EFFICIENCY OF NUTRIENT USE IN CATTLE:IDENTIFICATION OF CRITICAL PHYSIOLOGIC AND GENOMIC REGULATORY PATHWAYS
Title: Association analysis of bovine bactericidal/permeability-increasing protein gene polymorphisms with somatic cell score in Holstein cattle
Submitted to: Animal Genetics
Publication Type: Peer Reviewed Journal
Publication Acceptance Date: March 11, 2008
Publication Date: April 16, 2008
Citation: Connor, E.E., Matukumalli, L.K., Chockalingham, A., Bannerman, D.D., Sonstegard, T.S., Thomas, E.D., Van Tassell, C.P. 2008. Association analysis of bovine bactericidal/permeability-increasing protein gene polymorphisms with somatic cell score in Holstein cattle. Journal of Dairy Science. 39:456-457.
Interpretive Summary: Gram-negative bacterial infection is a principal cause of clinical mastitis in dairy cattle and the disease is one of the most costly to animal production agriculture. A naturally occurring protein called BPI functions in host defense against such bacterial infections. Therefore, BPI status of dairy cows may be related to their susceptibility to Gram-negative bacterial infections, including mastitis. The goals of the present study were to identify variation within the BPI gene of cattle and to determine whether there is an association between variation in this gene and mastitis susceptibility. Identification of such an association would benefit the dairy industry by providing valuable genetic markers for mastitis susceptibility. A genetic analysis of more than 2,100 contemporary Holstein sires indicated that variation in the bovine BPI gene is not associated with susceptibility to mastitis.

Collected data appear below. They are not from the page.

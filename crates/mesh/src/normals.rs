//! Normal computation for finished position and facet buffers.
//!
//! Degenerate input never produces NaN: a triangle with zero area, or a vertex whose incident
//! normals cancel (or that no facet references), gets the zero vector.

use cgmath::InnerSpace;

use crate::{geometry::ZERO, Facet, Vector3};

/// Normalizes `v`, or returns the zero vector if `v` has no usable length.
#[inline]
fn normalize_or_zero(v: Vector3) -> Vector3 {
    let len = v.magnitude();
    if len > 0.0 && len.is_finite() {
        v / len
    } else {
        ZERO
    }
}

/// The unit normal of the triangle `p0, p1, p2` following counter-clockwise winding.
pub fn triangle_normal(p0: Vector3, p1: Vector3, p2: Vector3) -> Vector3 {
    let u = p1 - p0;
    let v = p2 - p0;
    normalize_or_zero(u.cross(v))
}

/// One unit normal per facet.
///
/// Every index in `facets` must be less than `points.len()`.
pub fn triangle_normals(points: &[Vector3], facets: &[Facet]) -> Vec<Vector3> {
    facets
        .iter()
        .map(|f| {
            triangle_normal(
                points[f.p0 as usize],
                points[f.p1 as usize],
                points[f.p2 as usize],
            )
        })
        .collect()
}

/// One normal per vertex: the normalized, unweighted sum of the normals of every facet that
/// references the vertex.
///
/// A facet that references the same vertex twice contributes its normal twice. `triangle_normals`
/// must hold one entry per facet.
pub fn vertex_normals(
    vertex_count: usize,
    facets: &[Facet],
    triangle_normals: &[Vector3],
) -> Vec<Vector3> {
    let mut sums = vec![ZERO; vertex_count];
    for (facet, normal) in facets.iter().zip(triangle_normals) {
        for index in facet.indices() {
            sums[index as usize] += *normal;
        }
    }
    sums.into_iter().map(normalize_or_zero).collect()
}
use cgmath::{EuclideanSpace, Point3, SquareMatrix, Transform};
use meshweld_mesh::{Facet, Mesh, TriangleSoup, Vector3};

use crate::{FlattenConfig, Matrix4, PrimitiveMesh, Scene, SceneError, SceneNode};

/// Scene geometry moved into one global frame, indexed but not welded.
#[derive(Debug, Clone, PartialEq, Default)]
pub struct FlatGeometry {
    pub points: Vec<Vector3>,
    pub facets: Vec<Facet>,
}

impl FlatGeometry {
    fn append(
        &mut self,
        mesh_index: usize,
        mesh: &PrimitiveMesh,
        transform: &Matrix4,
        scale: Vector3,
    ) -> Result<(), SceneError> {
        let offset = self.points.len();
        let end = offset + mesh.positions.len();
        if end > u32::MAX as usize {
            return Err(SceneError::TooManyVertices { count: end });
        }
        let offset = offset as u32;

        self.points.extend(mesh.positions.iter().map(|p| {
            let q = transform.transform_point(Point3::from_vec(*p));
            Vector3::new(q.x * scale.x, q.y * scale.y, q.z * scale.z)
        }));

        for face in &mesh.faces {
            // Anything that is not a triangle should have been triangulated by the importer.
            let &[a, b, c] = face.as_slice() else {
                continue;
            };
            if let Some(&index) = [a, b, c]
                .iter()
                .find(|&&i| i as usize >= mesh.positions.len())
            {
                return Err(SceneError::InvalidFaceIndex {
                    mesh: mesh_index,
                    index,
                    vertex_count: mesh.positions.len(),
                });
            }
            self.facets
                .push(Facet::new(offset + a, offset + b, offset + c));
        }
        Ok(())
    }
}

/// Collects the geometry of every node into one vertex and facet list.
///
/// Nodes are visited depth first in pre-order, children in their given order. Each vertex is
/// moved by the product of the transforms from the root down to its node and then multiplied
/// component-wise by `config.scale`. Facet indices are offset so they point into the combined
/// vertex list. Faces that are not triangles are dropped.
pub fn flatten(scene: &Scene, config: &FlattenConfig) -> Result<FlatGeometry, SceneError> {
    if scene.meshes.is_empty() {
        return Err(SceneError::EmptyScene);
    }

    let mut flat = FlatGeometry::default();
    let mut visited = 0usize;
    // Explicit stack; imported hierarchies may be arbitrarily deep.
    let mut stack: Vec<(&SceneNode, Matrix4)> = vec![(&scene.root, Matrix4::identity())];
    while let Some((node, parent_transform)) = stack.pop() {
        visited += 1;
        if visited > config.node_limit {
            return Err(SceneError::TooManyNodes {
                limit: config.node_limit,
            });
        }

        let transform = parent_transform * node.transform;
        for &mesh_index in &node.meshes {
            let mesh = scene
                .meshes
                .get(mesh_index)
                .ok_or_else(|| SceneError::InvalidMeshReference {
                    node: node.name.clone(),
                    mesh: mesh_index,
                    mesh_count: scene.meshes.len(),
                })?;
            flat.append(mesh_index, mesh, &transform, config.scale)?;
        }

        stack.extend(node.children.iter().rev().map(|child| (child, transform)));
    }

    if flat.points.is_empty() {
        return Err(SceneError::NoVertices);
    }
    if flat.facets.is_empty() {
        return Err(SceneError::NoTriangles);
    }
    log::debug!(
        "flattened {} nodes into {} vertices and {} triangles",
        visited,
        flat.points.len(),
        flat.facets.len()
    );
    Ok(flat)
}

/// Flattens `scene` and builds a mesh from the result.
///
/// Vertices shared between sub-meshes are kept separate: scene geometry is not welded. `name`
/// identifies the scene in diagnostics.
pub fn mesh_from_scene(
    scene: &Scene,
    config: &FlattenConfig,
    name: &str,
) -> Result<Mesh, SceneError> {
    let FlatGeometry { points, facets } = flatten(scene, config).map_err(|e| {
        log::warn!("cannot flatten scene {}: {}", name, e);
        e
    })?;
    Ok(TriangleSoup::Indexed { points, facets }.build()?)
}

Bactericidal/permeability-increasing (BPI) protein is expressed primarily in bovine neutrophils and epithelial cells and functions as a binding protein of bacterial lipopolysaccharide produced by Gram-negative bacteria. The protein is important in host defense against bacterial infections and may play a role in mastitis. A QTL for somatic cell score in dairy cattle has been identified near the BPI locus. Therefore, the purpose of this study was to determine whether polymorphisms in the bovine BPI gene are associated with daughter yield deviation for somatic cell score in Holstein cattle. Thirteen SNP were identified in the bovine BPI gene from a panel of contemporary U.S. dairy sires, of which one (61G>A ) results in an amino acid (GlyàSer) substitution in the leader peptide of the protein, and another (126C>T) that results in a synonymous change near the donor splice junction of Exon I. It was determined from eight well-scored BPI SNP among 84 Holstein sires that four haplotypes represented approximately 98% frequency of the total haplotypes expressed in the population. However, there was no association between the eight haplotypes and daughter yield deviation for somatic cell score, an indicator of mastitis susceptibility. In addition, a linear model estimate of additive allelic differences derived from 2,132 Holstein bulls for the 61G>A and 126C>T polymorphisms indicated no effect of these mutations on daughter yield deviation for somatic cell score. Thus, our results indicate that variation in the BPI gene is not associated with mastitis susceptibility in Holstein cattle.